Dazu ist es so wichtig wie noch nie, dass die Filialleiter ‚reinhorchen‘ und selbst mitbekommen, was es im Laden wirklich für Probleme gibt. Ich meine vor allem wiederkehrende Probleme, weniger die Einzelfälle.  Die sollten in jedem Geschäft einfach gelöst werden. 

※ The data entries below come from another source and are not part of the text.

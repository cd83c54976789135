// SPDX-License-Identifier: AGPL-3.0-or-later
//
// Copyright (C) 2026 The todo-api-server authors

//! Bearer-token verification.
//!
//! Given a raw token string, [`TokenVerifier::verify`] checks structure,
//! signature, expiry, issuer, and audience, returning the decoded claim
//! set or a structured [`AuthError`].
//!
//! A token signed by a key not present in the cached key set triggers
//! exactly one forced cache refresh before failing. This covers
//! provider-side key rotation: a newly introduced signing key becomes
//! usable on first sight without waiting for the cache TTL or any
//! out-of-band invalidation.

use jsonwebtoken::{decode, decode_header, Validation};

use super::claims::ClaimSet;
use super::error::AuthError;
use super::jwks::KeySetCache;
use crate::config::AuthSettings;

/// Clock skew tolerance (60 seconds).
const CLOCK_SKEW_LEEWAY: u64 = 60;

/// Verifies bearer tokens against a provider's published key set.
pub struct TokenVerifier {
    keys: KeySetCache,
    /// Issuer allow-list: the configured issuer plus an optional alias.
    issuers: Vec<String>,
    /// Expected audience; `None` skips audience checking entirely.
    audience: Option<String>,
}

impl TokenVerifier {
    pub fn new(keys: KeySetCache, issuer: impl Into<String>) -> Self {
        Self {
            keys,
            issuers: vec![issuer.into()],
            audience: None,
        }
    }

    /// Accept a second issuer value (e.g. an external alias the provider
    /// stamps on tokens minted through a different endpoint).
    pub fn with_secondary_issuer(mut self, issuer: impl Into<String>) -> Self {
        self.issuers.push(issuer.into());
        self
    }

    /// Require the given audience (or authorized party) on every token.
    pub fn with_audience(mut self, audience: impl Into<String>) -> Self {
        self.audience = Some(audience.into());
        self
    }

    /// Build a verifier from startup configuration.
    pub fn from_settings(settings: &AuthSettings) -> Self {
        let keys =
            KeySetCache::new(settings.jwks_url.clone()).with_cache_ttl(settings.cache_ttl);
        let mut verifier = Self::new(keys, settings.issuer.clone());
        if let Some(secondary) = &settings.secondary_issuer {
            verifier = verifier.with_secondary_issuer(secondary.clone());
        }
        if let Some(audience) = &settings.audience {
            verifier = verifier.with_audience(audience.clone());
        }
        verifier
    }

    /// Verify a bearer token and return its claim set.
    pub async fn verify(&self, token: &str) -> Result<ClaimSet, AuthError> {
        // Parse the header without verifying anything yet; a token whose
        // header cannot name its signing key is rejected outright.
        let header = decode_header(token).map_err(|_| AuthError::MalformedToken)?;
        let kid = header.kid.ok_or(AuthError::MalformedToken)?;

        // Select the signing key; on a miss, refresh the key set once and
        // retry before giving up (key rotation).
        let (decoding_key, algorithm) = match self.keys.decoding_key(&kid, false).await {
            Ok(found) => found,
            Err(AuthError::KeyNotFound) => self.keys.decoding_key(&kid, true).await?,
            Err(e) => return Err(e),
        };

        let mut validation = Validation::new(algorithm);
        validation.leeway = CLOCK_SKEW_LEEWAY;
        validation.set_issuer(&self.issuers);
        // Audience needs the authorized-party fallback below, which the
        // JWT library's built-in check cannot express.
        validation.validate_aud = false;

        let token_data =
            decode::<ClaimSet>(token, &decoding_key, &validation).map_err(map_jwt_error)?;
        let claims = token_data.claims;

        if let Some(expected) = &self.audience {
            if !claims.satisfies_audience(expected) {
                return Err(AuthError::InvalidAudience);
            }
        }

        Ok(claims)
    }
}

fn map_jwt_error(e: jsonwebtoken::errors::Error) -> AuthError {
    match e.kind() {
        jsonwebtoken::errors::ErrorKind::ExpiredSignature => AuthError::TokenExpired,
        jsonwebtoken::errors::ErrorKind::InvalidSignature => AuthError::InvalidSignature,
        jsonwebtoken::errors::ErrorKind::InvalidIssuer => AuthError::InvalidIssuer,
        jsonwebtoken::errors::ErrorKind::InvalidAudience => AuthError::InvalidAudience,
        jsonwebtoken::errors::ErrorKind::ImmatureSignature => AuthError::TokenNotYetValid,
        // A token without any expiry is treated the same as an expired one.
        jsonwebtoken::errors::ErrorKind::MissingRequiredClaim(claim) if claim == "exp" => {
            AuthError::TokenExpired
        }
        _ => AuthError::MalformedToken,
    }
}

#[cfg(test)]
mod tests {
    use super::*;
    use crate::auth::testutil::{
        jwks_body, now_plus, sign_token, sign_token_without_kid, JwksServer, ROTATED_KID,
        ROTATED_RSA_PEM, TEST_KID, TEST_RSA_PEM,
    };
    use serde_json::json;

    const ISSUER: &str = "https://idp.test";

    async fn verifier_for(server: &JwksServer) -> TokenVerifier {
        TokenVerifier::new(KeySetCache::new(server.url()), ISSUER)
    }

    fn claims(exp: i64) -> serde_json::Value {
        json!({
            "sub": "user-1",
            "iss": ISSUER,
            "iat": now_plus(-10),
            "exp": exp,
        })
    }

    #[tokio::test]
    async fn valid_token_yields_claims() {
        let server = JwksServer::start(jwks_body(&[TEST_KID])).await;
        let verifier = verifier_for(&server).await;

        let token = sign_token(TEST_KID, TEST_RSA_PEM, &claims(now_plus(3600)));
        let claims = verifier.verify(&token).await.unwrap();
        assert_eq!(claims.sub, "user-1");
        assert_eq!(claims.iss, ISSUER);
    }

    #[tokio::test]
    async fn garbage_token_is_malformed() {
        let server = JwksServer::start(jwks_body(&[TEST_KID])).await;
        let verifier = verifier_for(&server).await;
        let err = verifier.verify("not.a.jwt").await.unwrap_err();
        assert_eq!(err, AuthError::MalformedToken);
        // Rejected before any key-set fetch.
        assert_eq!(server.hit_count(), 0);
    }

    #[tokio::test]
    async fn token_without_kid_is_malformed() {
        let server = JwksServer::start(jwks_body(&[TEST_KID])).await;
        let verifier = verifier_for(&server).await;
        let token = sign_token_without_kid(TEST_RSA_PEM, &claims(now_plus(3600)));
        let err = verifier.verify(&token).await.unwrap_err();
        assert_eq!(err, AuthError::MalformedToken);
    }

    #[tokio::test]
    async fn rotation_miss_refreshes_once_and_succeeds() {
        let server = JwksServer::start(jwks_body(&[TEST_KID])).await;
        let verifier = verifier_for(&server).await;

        // Warm the cache before the provider publishes the new key.
        let old = sign_token(TEST_KID, TEST_RSA_PEM, &claims(now_plus(3600)));
        verifier.verify(&old).await.unwrap();
        assert_eq!(server.hit_count(), 1);

        server.set_body(jwks_body(&[TEST_KID, ROTATED_KID])).await;

        let rotated = sign_token(ROTATED_KID, ROTATED_RSA_PEM, &claims(now_plus(3600)));
        let claims = verifier.verify(&rotated).await.unwrap();
        assert_eq!(claims.sub, "user-1");
        // Exactly one forced refresh.
        assert_eq!(server.hit_count(), 2);
    }

    #[tokio::test]
    async fn unknown_kid_fails_after_single_refresh() {
        let server = JwksServer::start(jwks_body(&[TEST_KID])).await;
        let verifier = verifier_for(&server).await;

        let token = sign_token("never-published", TEST_RSA_PEM, &claims(now_plus(3600)));
        let err = verifier.verify(&token).await.unwrap_err();
        assert_eq!(err, AuthError::KeyNotFound);
        assert_eq!(server.hit_count(), 2);
    }

    #[tokio::test]
    async fn wrong_key_signature_is_invalid() {
        let server = JwksServer::start(jwks_body(&[TEST_KID])).await;
        let verifier = verifier_for(&server).await;

        // Signed with the rotated private key but claiming the primary kid.
        let token = sign_token(TEST_KID, ROTATED_RSA_PEM, &claims(now_plus(3600)));
        let err = verifier.verify(&token).await.unwrap_err();
        assert_eq!(err, AuthError::InvalidSignature);
    }

    #[tokio::test]
    async fn expired_token_fails_even_with_valid_signature() {
        let server = JwksServer::start(jwks_body(&[TEST_KID])).await;
        let verifier = verifier_for(&server).await;

        // Well past the clock-skew leeway.
        let token = sign_token(TEST_KID, TEST_RSA_PEM, &claims(now_plus(-3600)));
        let err = verifier.verify(&token).await.unwrap_err();
        assert_eq!(err, AuthError::TokenExpired);
    }

    #[tokio::test]
    async fn token_without_expiry_fails_as_expired() {
        let server = JwksServer::start(jwks_body(&[TEST_KID])).await;
        let verifier = verifier_for(&server).await;

        let token = sign_token(
            TEST_KID,
            TEST_RSA_PEM,
            &json!({ "sub": "user-1", "iss": ISSUER }),
        );
        let err = verifier.verify(&token).await.unwrap_err();
        assert_eq!(err, AuthError::TokenExpired);
    }

    #[tokio::test]
    async fn foreign_issuer_is_rejected() {
        let server = JwksServer::start(jwks_body(&[TEST_KID])).await;
        let verifier = verifier_for(&server).await;

        let token = sign_token(
            TEST_KID,
            TEST_RSA_PEM,
            &json!({ "sub": "user-1", "iss": "https://evil.test", "exp": now_plus(3600) }),
        );
        let err = verifier.verify(&token).await.unwrap_err();
        assert_eq!(err, AuthError::InvalidIssuer);
    }

    #[tokio::test]
    async fn secondary_issuer_alias_is_accepted() {
        let server = JwksServer::start(jwks_body(&[TEST_KID])).await;
        let verifier =
            verifier_for(&server).await.with_secondary_issuer("https://alias.idp.test");

        let token = sign_token(
            TEST_KID,
            TEST_RSA_PEM,
            &json!({ "sub": "user-1", "iss": "https://alias.idp.test", "exp": now_plus(3600) }),
        );
        assert!(verifier.verify(&token).await.is_ok());
    }

    #[tokio::test]
    async fn audience_matrix() {
        let server = JwksServer::start(jwks_body(&[TEST_KID])).await;
        let verifier = verifier_for(&server).await.with_audience("api-x");

        let sign = |aud_azp: serde_json::Value| {
            let mut body = claims(now_plus(3600));
            for (k, v) in aud_azp.as_object().unwrap() {
                body[k] = v.clone();
            }
            sign_token(TEST_KID, TEST_RSA_PEM, &body)
        };

        // aud as a matching string
        assert!(verifier.verify(&sign(json!({"aud": "api-x"}))).await.is_ok());
        // aud as a list containing the expected value
        assert!(verifier
            .verify(&sign(json!({"aud": ["other", "api-x"]})))
            .await
            .is_ok());
        // authorized-party fallback
        assert!(verifier
            .verify(&sign(json!({"aud": "other", "azp": "api-x"})))
            .await
            .is_ok());
        // no match anywhere
        let err = verifier
            .verify(&sign(json!({"aud": "other"})))
            .await
            .unwrap_err();
        assert_eq!(err, AuthError::InvalidAudience);
    }

    #[tokio::test]
    async fn no_configured_audience_skips_check() {
        let server = JwksServer::start(jwks_body(&[TEST_KID])).await;
        let verifier = verifier_for(&server).await;

        let mut body = claims(now_plus(3600));
        body["aud"] = json!("whatever");
        let token = sign_token(TEST_KID, TEST_RSA_PEM, &body);
        assert!(verifier.verify(&token).await.is_ok());
    }

    #[tokio::test]
    async fn unreachable_key_set_is_upstream_unavailable() {
        let verifier = TokenVerifier::new(
            KeySetCache::new("http://127.0.0.1:9/jwks.json"),
            ISSUER,
        );
        let token = sign_token(TEST_KID, TEST_RSA_PEM, &claims(now_plus(3600)));
        let err = verifier.verify(&token).await.unwrap_err();
        assert!(matches!(err, AuthError::UpstreamUnavailable(_)));
    }
}
// SPDX-License-Identifier: AGPL-3.0-or-later
//
// Copyright (C) 2026 The todo-api-server authors

use axum::Json;
use serde::Serialize;
use utoipa::ToSchema;

/// Simple health check response for liveness probes.
#[derive(Debug, Serialize, ToSchema)]
pub struct HealthResponse {
    pub status: String,
}

/// Liveness probe handler.
///
/// Always returns 200 if the process is running; no dependency checks and
/// no authentication.
#[utoipa::path(
    get,
    path = "/health",
    tag = "Health",
    responses(
        (status = 200, description = "Service is alive", body = HealthResponse)
    )
)]
pub async fn health() -> Json<HealthResponse> {
    Json(HealthResponse {
        status: "ok".to_string(),
    })
}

Kurzum: Arbeitet mit Euren Teams an den zwar kleinen, aber relevanten Störungen, die in diesen Tagen so enorm viel Kraft kosten. Seid bei den Lösungsvorschlägen ganz konkret und einfach. Spart Euch allgemeines Blabla oder große Philosophie. Prüft gleich am nächsten Tag, persönlich in der Filiale, ob die Lösungen funktionieren und helft direkt, wenn nicht. 

Supermarkt-Inside:

Hast Du ein praktisches Beispiel? 

Thorsten Bosch:

Ja, folgendes habe ich kürzlich in einer richtig guten Filiale eines Lebensmitteleinzelhändlers erlebt. Dort wurde extra ein Mitarbeiter eingestellt, um dafür zu sorgen, dass die Leute einige Vorsichtsmaßnahmen wegen Corona einhalten. Bis hier hin – Spitze!
Allerdings stand er tatsächlich den ganzen Tag ohne Mundschutz und Handschuhe rum. Aber es kam noch schlimmer: Erst forderte er mich zweimal auf, doch bitte in der Schlange zum Bäcker aufzurücken, damit die Reihenfolge nicht durcheinander käme… Das war schon wirklich drollig. Aber als er dann jedem Kunden dienstbeflissen zunickte und nah auf die Kunden zuging, um ihnen „Frohe Ostern“ zu wünschen, da war ich doch einigermaßen irritiert.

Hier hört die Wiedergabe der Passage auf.